Pero la función del MP es esencialmente ejecutiva. Por eso, en Estados Unidos, de donde heredamos el sistema presidencialista y el modelo acusatorio, el presidente designa directamente 94 fiscales de distrito que trabajan subordinados al procurador general, al considerarse la persecución penal función exclusiva del Poder Ejecutivo, derivada del poder genérico para cumplir y hacer cumplir las leyes. De ahí que esos fiscales pueden ser removidos por el presidente norteamericano sin tener que alegar causa alguna y en cualquier momento de su mandato. Como bien lo ha establecido SCOTUS, “los fiscales federales de distrito son designados por el presidente y sujetos a ser despedidos a su voluntad” (Morrison v. Olson, 487 US 654, 696, 1988).
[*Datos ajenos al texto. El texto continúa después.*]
//! Structured diagnostics emitted by the Icarus compiler core.
//!
//! The core never formats a diagnostic for a terminal (§1: "Diagnostic
//! rendering... is external"). A [`Diagnostic`] is pure data: a
//! `category`/`name` pair test suites can match on, plus whichever
//! [`SourceRange`]s it needs. Turning that into a printed message with a
//! source snippet is the `DiagnosticConsumer`'s job, not this crate's.

use icarus_ast::SourceRange;

/// The stable `category` half of a diagnostic's `(category, name)` pair.
#[derive(Debug, Clone, Copy, PartialEq, Eq)]
pub enum Category {
    TypeError,
    ValueCategoryError,
    ValueError,
    PatternError,
    CallError,
    DispatchError,
}

impl Category {
    pub fn as_str(self) -> &'static str {
        match self {
            Category::TypeError => "type-error",
            Category::ValueCategoryError => "value-category-error",
            Category::ValueError => "value-error",
            Category::PatternError => "pattern-error",
            Category::CallError => "call-error",
            Category::DispatchError => "dispatch-error",
        }
    }
}

/// One fully-formed diagnostic. Every variant corresponds to one
/// `category/name` pair from spec §6.2 (plus a handful this workspace adds
/// for the overload/dispatch properties in §8, under the same naming
/// convention).
#[derive(Debug, Clone, PartialEq)]
pub enum Diagnostic {
    UndeclaredIdentifier { name: String, range: SourceRange, suggestions: Vec<String> },
    NotAType { range: SourceRange, found: String },
    InvalidCast { from: String, to: String, range: SourceRange },
    /// `cycle` lists identifier names from the first occurrence to the
    /// point the cycle closed, in encounter order (§4.4).
    CyclicDependency { cycle: Vec<String>, ranges: Vec<SourceRange> },
    ImmovableType { type_desc: String, range: SourceRange },
    UncopyableType { type_desc: String, range: SourceRange },
    DeclarationOutOfOrder { name: String, use_range: SourceRange, decl_range: SourceRange },
    UncapturedIdentifier { name: String, range: SourceRange },
    NonCallableInOverloadSet { name: String, range: SourceRange },
    DereferencingNonPointer { type_desc: String, range: SourceRange },
    NegatingUnsignedInteger { type_desc: String, range: SourceRange },
    InvalidUnaryOperatorCall { op: String, operand_type: String, range: SourceRange },
    InvalidUnaryOperatorOverload { op: String, range: SourceRange },
    UnexpandedUnaryOperatorArgument { range: SourceRange },

    AssigningToConstant { range: SourceRange },
    NonAddressableExpression { range: SourceRange },
    NonConstantImport { range: SourceRange },

    InvalidImport { locator: String, range: SourceRange },

    PatternMatchingFailed { reason: String, range: SourceRange },
    PatternTypeMismatch { expected: String, found: String, range: SourceRange },

    // Not in the spec's required minimum, but exercised by §8's boundary
    // behaviors; same category/name convention.
    MissingArgument { callee: String, param: String, range: SourceRange },
    UnknownNamedArgument { callee: String, arg_name: String, range: SourceRange },
    UncoveredCombination { combination: String, range: SourceRange },
    AmbiguousDispatch { combination: String, range: SourceRange },
}

impl Diagnostic {
    pub fn category(&self) -> Category {
        use Diagnostic::*;
        match self {
            UndeclaredIdentifier { .. }
            | NotAType { .. }
            | InvalidCast { .. }
            | CyclicDependency { .. }
            | ImmovableType { .. }
            | UncopyableType { .. }
            | DeclarationOutOfOrder { .. }
            | UncapturedIdentifier { .. }
            | NonCallableInOverloadSet { .. }
            | DereferencingNonPointer { .. }
            | NegatingUnsignedInteger { .. }
            | InvalidUnaryOperatorCall { .. }
            | InvalidUnaryOperatorOverload { .. }
            | UnexpandedUnaryOperatorArgument { .. } => Category::TypeError,

            AssigningToConstant { .. } | NonAddressableExpression { .. } | NonConstantImport { .. } => {
                Category::ValueCategoryError
            }

            InvalidImport { .. } => Category::ValueError,

            PatternMatchingFailed { .. } | PatternTypeMismatch { .. } => Category::PatternError,

            MissingArgument { .. } | UnknownNamedArgument { .. } => Category::CallError,

            UncoveredCombination { .. } | AmbiguousDispatch { .. } => Category::DispatchError,
        }
    }

    pub fn name(&self) -> &'static str {
        use Diagnostic::*;
        match self {
            UndeclaredIdentifier { .. } => "undeclared-identifier",
            NotAType { .. } => "not-a-type",
            InvalidCast { .. } => "invalid-cast",
            CyclicDependency { .. } => "cyclic-dependency",
            ImmovableType { .. } => "immovable-type",
            UncopyableType { .. } => "uncopyable-type",
            DeclarationOutOfOrder { .. } => "declaration-out-of-order",
            UncapturedIdentifier { .. } => "uncaptured-identifier",
            NonCallableInOverloadSet { .. } => "non-callable-in-overload-set",
            DereferencingNonPointer { .. } => "dereferencing-non-pointer",
            NegatingUnsignedInteger { .. } => "negating-unsigned-integer",
            InvalidUnaryOperatorCall { .. } => "invalid-unary-operator-call",
            InvalidUnaryOperatorOverload { .. } => "invalid-unary-operator-overload",
            UnexpandedUnaryOperatorArgument { .. } => "unexpanded-unary-operator-argument",
            AssigningToConstant { .. } => "assigning-to-constant",
            NonAddressableExpression { .. } => "non-addressable-expression",
            NonConstantImport { .. } => "non-constant-import",
            InvalidImport { .. } => "invalid-import",
            PatternMatchingFailed { .. } => "pattern-matching-failed",
            PatternTypeMismatch { .. } => "pattern-type-mismatch",
            MissingArgument { .. } => "missing-argument",
            UnknownNamedArgument { .. } => "unknown-named-argument",
            UncoveredCombination { .. } => "uncovered-combination",
            AmbiguousDispatch { .. } => "ambiguous-dispatch",
        }
    }

    /// The stable `"category/name"` identifier test suites match on.
    pub fn code(&self) -> String {
        format!("{}/{}", self.category().as_str(), self.name())
    }

    /// Every `SourceRange` this diagnostic needs to be meaningful without
    /// access to the source text.
    pub fn ranges(&self) -> Vec<SourceRange> {
        use Diagnostic::*;
        match self {
            UndeclaredIdentifier { range, .. }
            | NotAType { range, .. }
            | InvalidCast { range, .. }
            | ImmovableType { range, .. }
            | UncopyableType { range, .. }
            | UncapturedIdentifier { range, .. }
            | NonCallableInOverloadSet { range, .. }
            | DereferencingNonPointer { range, .. }
            | NegatingUnsignedInteger { range, .. }
            | InvalidUnaryOperatorCall { range, .. }
            | InvalidUnaryOperatorOverload { range, .. }
            | UnexpandedUnaryOperatorArgument { range }
            | AssigningToConstant { range }
            | NonAddressableExpression { range }
            | NonConstantImport { range }
            | InvalidImport { range, .. }
            | PatternMatchingFailed { range, .. }
            | PatternTypeMismatch { range, .. }
            | MissingArgument { range, .. }
            | UnknownNamedArgument { range, .. }
            | UncoveredCombination { range, .. }
            | AmbiguousDispatch { range, .. } => vec![*range],

            DeclarationOutOfOrder { use_range, decl_range, .. } => vec![*use_range, *decl_range],
            CyclicDependency { ranges, .. } => ranges.clone(),
        }
    }
}

/// Ranks known-identifier candidates against a misspelled name using
/// Jaro-Winkler similarity, closest first. Used to populate
/// `UndeclaredIdentifier::suggestions`.
pub fn rank_suggestions(typo: &str, candidates: impl IntoIterator<Item = String>) -> Vec<String> {
    let mut scored: Vec<(f64, String)> = candidates
        .into_iter()
        .map(|name| (strsim::jaro_winkler(typo, &name), name))
        .filter(|(score, _)| *score > 0.7)
        .collect();
    scored.sort_by(|a, b| b.0.partial_cmp(&a.0).unwrap_or(std::cmp::Ordering::Equal));
    scored.into_iter().map(|(_, name)| name).collect()
}

/// Interface the core calls into to hand off a diagnostic (§6.2). A module
/// is reported as failed to compile iff `has_errors()` is true once
/// `complete()` has drained the work queue (§7).
pub trait DiagnosticConsumer {
    fn consume(&mut self, diagnostic: Diagnostic);

    fn has_errors(&self) -> bool;
}

/// In-memory `DiagnosticConsumer` used by tests and simple drivers.
#[derive(Debug, Default)]
pub struct DiagnosticEngine {
    diagnostics: Vec<Diagnostic>,
    error_count: usize,
}

impl DiagnosticEngine {
    pub fn new() -> Self {
        Self::default()
    }

    pub fn diagnostics(&self) -> &[Diagnostic] {
        &self.diagnostics
    }

    pub fn error_count(&self) -> usize {
        self.error_count
    }
}

impl DiagnosticConsumer for DiagnosticEngine {
    fn consume(&mut self, diagnostic: Diagnostic) {
        self.error_count += 1;
        self.diagnostics.push(diagnostic);
    }

    fn has_errors(&self) -> bool {
        self.error_count > 0
    }
}

#[cfg(test)]
mod tests {
    use super::*;

    #[test]
    fn code_matches_spec_names() {
        let d = Diagnostic::UndeclaredIdentifier {
            name: "foo".into(),
            range: SourceRange::unknown(),
            suggestions: vec![],
        };
        assert_eq!(d.code(), "type-error/undeclared-identifier");

        let d = Diagnostic::NonConstantImport { range: SourceRange::unknown() };
        assert_eq!(d.code(), "value-category-error/non-constant-import");
    }

    #[test]
    fn cyclic_dependency_carries_every_name_in_the_cycle() {
        let d = Diagnostic::CyclicDependency {
            cycle: vec!["X".into(), "Y".into()],
            ranges: vec![SourceRange::unknown(), SourceRange::unknown()],
        };
        match &d {
            Diagnostic::CyclicDependency { cycle, .. } => {
                assert!(cycle.contains(&"X".to_string()) && cycle.contains(&"Y".to_string()));
            }
            _ => unreachable!(),
        }
        assert_eq!(d.ranges().len(), 2);
    }

    #[test]
    fn engine_reports_failure_once_any_error_consumed() {
        let mut engine = DiagnosticEngine::new();
        assert!(!engine.has_errors());
        engine.consume(Diagnostic::NotAType { range: SourceRange::unknown(), found: "3".into() });
        assert!(engine.has_errors());
        assert_eq!(engine.error_count(), 1);
    }

    #[test]
    fn suggestions_are_ranked_closest_first() {
        let ranked = rank_suggestions(
            "pritn",
            vec!["print".to_string(), "unrelated".to_string(), "prinnt".to_string()],
        );
        assert_eq!(ranked.first().map(String::as_str), Some("print"));
    }
}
Y es que “debe reconocerse que no resulta razonable que el poder ejecutivo pueda implementar con un margen considerable de discreción, y respetando las exigencias jurídicas impuestas por la Constitución y el Poder Legislativo, las políticas sanitarias, económica, social, educativa, etcétera. Y que, al mismo tiempo, carezca de toda posibilidad de intervenir en la implementación de la política penal de persecución”. Esta concepción “del acusador estatal como funcionario ejecutivo es producto de la consideración de las facultades investigativas, persecutorias o requerientes de los fiscales como funciones impropias para el Poder Judicial que, además afectan la imparcialidad del tribunal”. Esto no es malo: la naturaleza ejecutiva de la función de la persecución pública, unida al carácter contradictorio del procedimiento penal, tiene “el efecto beneficioso de distinguir y separar claramente las tareas persecutorias y requerientes del titular de la acción penal pública –el fiscal- de las tareas decisorias asignadas al tribunal. En este contexto, el juez se halla en inmejorables condiciones para actuar de modo imparcial, pues él nunca impulsa la persecución y se limita a decidir las controversias y vigilar el cumplimiento de las normas” (Alberto Bovino).

Creo que lo ideal es establecer fiscales independientes para los casos de corrupción pública y privada. Pero no debemos diseñar un MP teniendo presente solo el número limitado de casos que envuelven corrupción o criminalidad económica e ignorando la gran mayoría de los pequeños y cotidianos casos cotidianos de infracciones penales cometidas por simples particulares. Para esos casos, hay que dejar que el ejecutivo siga diseñando e implementando la política de lucha contra la criminalidad común, que es la que afecta al ciudadano de a pie.